I nodded. “How’d you get lost out there? Why’d you go AWOL?”
He closed his eyes and was silent while I finished washing him. I thought he’d fallen back asleep when he said, “Stadtilm. Near Liepzig. We lived there… it seems many years ago.”
His eyes opened, and the smallest of smiles played on his cracked lips.
“Not far from Stadtilm is the Talsperra Hayda. A dam. A lake. It’s very beautiful.” He smiled. “My father would take us there. The water is so blue after the snows, and there are pine forests right down to the water. Cool, and they smell so clean… I wanted to smell the pines.”

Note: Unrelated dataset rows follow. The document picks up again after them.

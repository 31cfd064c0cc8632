//! Listener and per-socket settings.

use std::time::Duration;

#[derive(Debug, Clone)]
pub struct NetworkConfig {
    pub host: String,
    /// 0 lets the OS pick; `NetworkModule::start` reports the bound port.
    pub port: u16,
    pub connection: ConnectionConfig,
    /// `"*"` allows any origin.
    pub cors_origins: Vec<String>,
    /// REST requests running longer get a 408 and their rule evaluation
    /// is dropped.
    pub request_timeout: Duration,
    /// How long shutdown waits for REST requests still in flight.
    pub drain_timeout: Duration,
}

impl NetworkConfig {
    /// `host:port` as passed to the listener.
    #[must_use]
    pub fn bind_addr(&self) -> String {
        format!("{}:{}", self.host, self.port)
    }
}

impl Default for NetworkConfig {
    fn default() -> Self {
        Self {
            host: "0.0.0.0".to_string(),
            port: 0,
            connection: ConnectionConfig::default(),
            cors_origins: vec!["*".to_string()],
            request_timeout: Duration::from_secs(30),
            drain_timeout: Duration::from_secs(30),
        }
    }
}

/// Limits applied to every realtime socket.
#[derive(Debug, Clone)]
pub struct ConnectionConfig {
    /// Capacity of the per-socket outbound queue. An event that finds it
    /// full disconnects that client.
    pub outbound_channel_capacity: usize,
    pub ws_write_buffer_size: usize,
    pub ws_max_write_buffer_size: usize,
    /// Largest topic set one subscriptions frame may request. Larger sets
    /// are answered with an error frame and leave the current set alone.
    pub max_topics: usize,
}

impl Default for ConnectionConfig {
    fn default() -> Self {
        Self {
            outbound_channel_capacity: 256,
            ws_write_buffer_size: 128 * 1024,
            ws_max_write_buffer_size: 512 * 1024,
            max_topics: 500,
        }
    }
}
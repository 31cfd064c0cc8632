//! Request-level services behind the HTTP handlers.
//!
//! - [`RecordService`]: rule-gated record CRUD that publishes realtime events
//! - [`CollectionService`]: admin-only schema management

pub mod collections;
pub mod records;

pub use collections::CollectionService;
pub use records::RecordService;
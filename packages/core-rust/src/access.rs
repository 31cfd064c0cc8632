//! Rule resolution: which of a collection's five rules applies and whether it
//! lets the caller through.

use std::sync::Arc;

use tracing::debug;

use crate::error::{EvalError, RuleError, RuleName, SyntaxError};
use crate::filter::{parse, Evaluator, Expr};
use crate::record::Record;
use crate::schema::Collection;

/// The five record operations a collection gates.
#[derive(Debug, Clone, Copy, PartialEq, Eq, Hash)]
pub enum RuleOperation {
    List,
    View,
    Create,
    Update,
    Delete,
}

impl RuleOperation {
    #[must_use]
    pub fn rule_name(self) -> RuleName {
        match self {
            Self::List => RuleName::List,
            Self::View => RuleName::View,
            Self::Create => RuleName::Create,
            Self::Update => RuleName::Update,
            Self::Delete => RuleName::Delete,
        }
    }
}

/// A compiled collection rule.
#[derive(Debug, Clone, PartialEq)]
pub enum Rule {
    /// No rule configured: only admins may perform the operation.
    Absent,
    /// A parsed rule; [`Expr::AlwaysTrue`] when the rule string was empty.
    Expression(Arc<Expr>),
}

impl Rule {
    /// Compiles the stored form of a rule.
    ///
    /// # Errors
    ///
    /// Returns the parser's error when the rule string is malformed.
    pub fn parse(source: Option<&str>) -> Result<Self, SyntaxError> {
        match source {
            None => Ok(Self::Absent),
            Some(rule) => Ok(Self::Expression(Arc::new(parse(rule)?))),
        }
    }
}

/// All five rules of one collection, parsed once and shared.
#[derive(Debug, Clone, PartialEq)]
pub struct CompiledRules {
    pub list: Rule,
    pub view: Rule,
    pub create: Rule,
    pub update: Rule,
    pub delete: Rule,
}

impl CompiledRules {
    /// Parses every rule of `collection`.
    ///
    /// # Errors
    ///
    /// Returns the first rule that fails to parse, tagged with its name.
    pub fn compile(collection: &Collection) -> Result<Self, RuleError> {
        let rules = &collection.rules;
        let compile = |rule: RuleName, source: &Option<String>| {
            Rule::parse(source.as_deref()).map_err(|source| RuleError { rule, source })
        };
        Ok(Self {
            list: compile(RuleName::List, &rules.list_rule)?,
            view: compile(RuleName::View, &rules.view_rule)?,
            create: compile(RuleName::Create, &rules.create_rule)?,
            update: compile(RuleName::Update, &rules.update_rule)?,
            delete: compile(RuleName::Delete, &rules.delete_rule)?,
        })
    }

    #[must_use]
    pub fn rule(&self, operation: RuleOperation) -> &Rule {
        match operation {
            RuleOperation::List => &self.list,
            RuleOperation::View => &self.view,
            RuleOperation::Create => &self.create,
            RuleOperation::Update => &self.update,
            RuleOperation::Delete => &self.delete,
        }
    }
}

#[derive(Debug, Clone, Copy, PartialEq, Eq)]
pub enum AccessDecision {
    Allow,
    Deny,
}

impl AccessDecision {
    #[must_use]
    pub fn is_allowed(self) -> bool {
        self == Self::Allow
    }
}

impl From<bool> for AccessDecision {
    fn from(allowed: bool) -> Self {
        if allowed {
            Self::Allow
        } else {
            Self::Deny
        }
    }
}

/// Decides whether the evaluator's caller may perform `operation`.
///
/// Admins are always allowed; an absent rule denies everyone else; an empty
/// rule allows everyone without evaluating anything.
///
/// # Errors
///
/// Propagates provider failures from the evaluator.
pub async fn can_perform(
    collection: &Arc<Collection>,
    rules: &CompiledRules,
    operation: RuleOperation,
    record: Option<&Record>,
    evaluator: &Evaluator<'_>,
) -> Result<AccessDecision, EvalError> {
    if evaluator.request().auth.is_admin() {
        return Ok(AccessDecision::Allow);
    }

    let expr = match rules.rule(operation) {
        Rule::Absent => {
            debug!(
                collection = %collection.name,
                rule = %operation.rule_name(),
                "rule absent, admin only"
            );
            return Ok(AccessDecision::Deny);
        }
        Rule::Expression(expr) if expr.is_always_true() => return Ok(AccessDecision::Allow),
        Rule::Expression(expr) => expr,
    };

    let allowed = evaluator.evaluate(expr, collection, record).await?;
    Ok(allowed.into())
}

I turned to rinse the handkerchief again. “Well, this will all finish one day. Just play it straight and you’ll get back to your lake, and who knows…”
When I looked back, he
was asleep, breathing deeply.
I pulled the little metal marble from my pocket. It might have been my imagination, but it felt even warmer to the touch. I had to go out, but I didn’t want Abraham waking to discover his precious metal sphere missing, raising a ruckus, and killing off my chance of a reward. I slipped the gadget back into the cut lining of his coat, and folded the coat onto the chair.
The guy was in the deepest of sleeps. I knew what I was going to do. Abraham might not have wanted a doctor, but I needed one. A quite particular doctor, and I thought I knew where I’d find him.
I turned off the light, locked Abraham inside, and stepped into the night.
The bar was called Los Clavos. Inside, it was dark as a bruise, and its air was the sour stink of a drunk’s armpit. But just as taste buds dull after the first sip of hard liquor, so eyes and nostrils also adjust to shadow and stench. I knew from experience that it was possible to spend many hours drinking at the rickety tables with their mismatching chairs, or at the tall, cigarette-burnt bar. There were two permanent fixtures in Los Clavos: a half-century old mirror, on which was painted a nude reposing woman, and an old man wearing an old apron. O’Connell was thick limbed and bald headed, and in all the years I’d come and gone, he had said perhaps ten words to me. His eyes were occluded by growing cataracts, and they showed neither recognition nor confusion when they landed on me. O’Connell simply nodded and poured me a finger of Early Times. Some folk reckoned he bought the bar after his Hopi wife left him; others thought it was her bar and he killed her for it. Either way, the place was as grim as the open mouth of a corpse.